Symbolic voyages

JOHN ROLOFF became fascinated by ships and the sea while growing up near the Oregon coast. After his family moved to California, his imaginings focused on the American and Sacramento Rivers. He fell into the habit of drawing pictures of ships. During his high school years he had no thought of becoming an artist, however; pursuing a longstanding interest in science, he entered the University of California at Davis intending to study marine geology. After two years of college, he realized that his interest in the sea, the earth, and the vastness of geologic time was not primarily scientific. The routine of field trips and laboratory reports seemed less important than his feelings about the earth and its past.

He began to take courses in art, and found that ceramics allowed him to bring geology together with fantasy. The clay was a kind of earth, and his geology classes had already taught him about such minerals as kaolin, dolomite, and feldspar, which he now used to make colored ceramic glazes.

The ship has become his basic subject. As he understands his ships, they go where he cannot go. The kiln in which he fires clay ships - he calls it ``the world of 2,000 degrees F.'' - is a place where unpredictable events occur.

Even the most skillful ceramist does not have complete control over the outcome of a firing; when the kiln is opened it may reveal happy or unhappy accidents. For Roloff, making a clay ship is a symbolic voyage; like a real voyage, it holds great potential for either triumph or disaster.

Roloff normally experiences firing his sculpture as a private event in his studio. But he has found the heat and flames of the kiln so impressive in themselves that on several occasions he has presented the act of firing as a public performance.

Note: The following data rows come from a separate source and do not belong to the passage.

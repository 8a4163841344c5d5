//! Probe options configuration.
//!
//! This module provides the [`ProbeOptions`] struct for configuring which
//! command the probe runs and how long it may take.

use std::time::Duration;

/// Configuration options for the version probe.
///
/// The defaults reproduce the fact exactly: run `filebeat version` and wait
/// for it to finish, however long that takes.
///
/// # Example
///
/// ```rust
/// use filebeat_facts::ProbeOptions;
/// use std::time::Duration;
///
/// // `filebeat version`, no timeout
/// let opts = ProbeOptions::default();
///
/// // A filebeat outside PATH, bounded to 3 seconds
/// let opts = ProbeOptions {
///     executable: "/usr/share/filebeat/bin/filebeat".to_string(),
///     timeout: Some(Duration::from_secs(3)),
///     ..Default::default()
/// };
/// ```
#[derive(Debug, Clone)]
pub struct ProbeOptions {
    /// Executable name or path.
    ///
    /// A bare name is searched on `PATH` and then in `/sbin` and
    /// `/usr/sbin`. A value containing a path separator is used as is.
    ///
    /// Default: `"filebeat"`
    pub executable: String,

    /// Arguments passed to the executable.
    ///
    /// Default: `["version"]`
    pub args: Vec<String>,

    /// Upper bound on command execution.
    ///
    /// `None` waits for the command to exit. When set and exceeded, the
    /// child is killed and the probe reports no value.
    ///
    /// Default: `None`
    pub timeout: Option<Duration>,
}

impl Default for ProbeOptions {
    fn default() -> Self {
        Self {
            executable: "filebeat".to_string(),
            args: vec!["version".to_string()],
            timeout: None,
        }
    }
}
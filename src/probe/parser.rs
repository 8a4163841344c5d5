//! Version output parsing with regex extraction.

use crate::{NormalizedVersion, ProbeError};
use regex::Regex;

/// Extract the `MAJOR.MINOR.PATCH` token from `filebeat version` output.
///
/// The first `\d+\.\d+\.\d+` match anywhere in the text wins:
///
/// - `filebeat version 7.14.2 (amd64), libbeat 7.14.2` -> 7.14.2
/// - `7.14.2` -> 7.14.2
/// - `filebeat version 1.2.3.4 (arm64)` -> 1.2.3
///
/// # Returns
///
/// - `Ok(None)` if the output is empty or whitespace only
/// - `Ok(Some(version))` if a version token is found
/// - `Err(ProbeError::PatternMismatch)` if there is output but no token
pub(crate) fn normalize_version(raw: &str) -> Result<Option<NormalizedVersion>, ProbeError> {
    let trimmed = raw.trim();
    if trimmed.is_empty() {
        return Ok(None);
    }

    let re = Regex::new(r"\d+\.\d+\.\d+").expect("Invalid regex pattern");

    match re.find(trimmed) {
        Some(m) => Ok(Some(NormalizedVersion::new(m.as_str()))),
        None => Err(ProbeError::PatternMismatch {
            output: trimmed.to_string(),
        }),
    }
}
//! PATH-based executable lookup with fallback locations.

use std::path::{Path, PathBuf};

/// Administration directories searched after PATH.
const FALLBACK_PATHS: &[&str] = &["/sbin", "/usr/sbin"];

/// Find an executable by name.
///
/// A name containing a path separator is taken as a path and returned if it
/// exists. Otherwise the name is looked up on the system PATH via the
/// `which` crate, then in `/sbin` and `/usr/sbin`, which are not always on
/// PATH for service accounts.
///
/// # Returns
///
/// `Some(PathBuf)` if the executable is found, `None` otherwise.
pub(crate) fn find_executable(name: &str) -> Option<PathBuf> {
    if name.contains(std::path::MAIN_SEPARATOR) {
        let path = Path::new(name);
        return path.exists().then(|| path.to_path_buf());
    }

    if let Ok(path) = which::which(name) {
        return Some(path);
    }

    FALLBACK_PATHS
        .iter()
        .map(|dir| Path::new(dir).join(name))
        .find(|path| path.is_file())
}
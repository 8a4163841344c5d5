//! # filebeat-facts
//!
//! Host fact reporting the installed Filebeat version (`filebeat_version`).
//!
//! The probe runs `filebeat version`, extracts the `MAJOR.MINOR.PATCH` token
//! from its output and hands it back to the embedding fact framework, which
//! stays in charge of registration, caching and publication.
//!
//! ## Outcomes
//!
//! - `Ok(Some(version))`: a version token was found
//! - `Ok(None)`: Filebeat is missing or printed nothing
//! - `Err(ProbeError::PatternMismatch)`: Filebeat printed something without
//!   a version token
//!
//! ## Example
//!
//! ```rust,no_run
//! use filebeat_facts::{filebeat_version_blocking, FILEBEAT_VERSION};
//!
//! match filebeat_version_blocking() {
//!     Ok(Some(version)) => println!("{} => {}", FILEBEAT_VERSION.name, version),
//!     Ok(None) => println!("{} => (no value)", FILEBEAT_VERSION.name),
//!     Err(e) => eprintln!("{}: {}", FILEBEAT_VERSION.name, e),
//! }
//! ```

mod error;
mod fact;
mod kernel;
mod options;
mod probe;
mod resolve;
mod version;

pub use error::ProbeError;
pub use fact::{Fact, FILEBEAT_VERSION};
pub use kernel::Kernel;
pub use options::ProbeOptions;
pub use resolve::{
    filebeat_version, filebeat_version_blocking, filebeat_version_blocking_with_options,
    filebeat_version_with_options,
};
pub use version::NormalizedVersion;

In an outdoor location where fire will not cause damage, Roloff builds an improvised kiln, often in the form of a ship. He fires the kiln at night, before a crowd of spectators, and thinks of himself as presiding over something very primitive. The heat leaves an imprint or an area of fused sand, but that product is secondary. For Roloff and the spectators, the intense experience is a work of art in itself.

This view of the possibilities of ceramics is a long way from making traditional cups or bowls or vases. Roloff's freedom as an artist is at least partly attributable to his having grown up near Sacramento and studied at Davis. Today there are no dominant tendencies in American art. But during the late '60s and early '70s, when Roloff was a student, schools in such metropolitan centers as New York, Chicago, and Los Angeles offered a relatively narrow view of what constituted serious art. It wasn't the same view from coast to coast: New York had minimalism and a few other isms; Chicago had its ``monster school,'' inventing grotesque creatures; and Los Angeles had the cool ``L.A. look.''

Davis, on the other hand, was best known for its agriculture school. There were almost no art galleries in the area, and high culture of any kind seemed to be an exotic plant. Several distinguished artists taught at Davis, but neither the school nor the locality had any longstanding art tradition for students to live up to.

For Roloff, this lack of constraint brought a sense of freedom that he has carried with him ever since. Although he continues to make ships, he does not feel bound to any single medium. ``Vanishing Ship (Greenhouse for Lake Lahontan),'' a sculpture created for the University Art Museum, in Berkeley, is a steel-and-glass enclosure 12 feet tall. Standing in a nearly vertical position, it represents a ship about to plunge beneath the waves.

At the bottom of this unusually shaped greenhouse, Roloff has placed earth, rocks, water, feathers, and algae. Water that has previously evaporated condenses on the glass and runs down the sides to the bottom. Like a balanced aquarium, Roloff's sculpture is in principle a self-contained system capable of supporting life indefinitely.

Roloff took the contents of the greenhouse from Pyramid Lake, a shrinking remnant of the prehistoric Lake Lahontan, which once covered more than 8,000 square miles of what is now Nevada. He intends the steel-and-glass shell to suggest a simple boat, such as the first human inhabitants of North America might have used.

``It is a ship from another time,'' he has written, ``when the earth was warmer and more tropical. The greenhouse [is] a sealed and automatically watered environment for primitive and tropical plants. The idea involves this sealed ship of tropical plants, adrift and sinking in a much drier environment, the coastal landscape of central California.''

For John Roloff, the making of art is closely bound up with his sense of unknown and unknowable places. ``Vanishing Ship'' looks back to the prehistoric past. As a working greenhouse, however, it looks to the future as well, and offers us hope for the continuity of life, in spite of what has happened and may yet happen.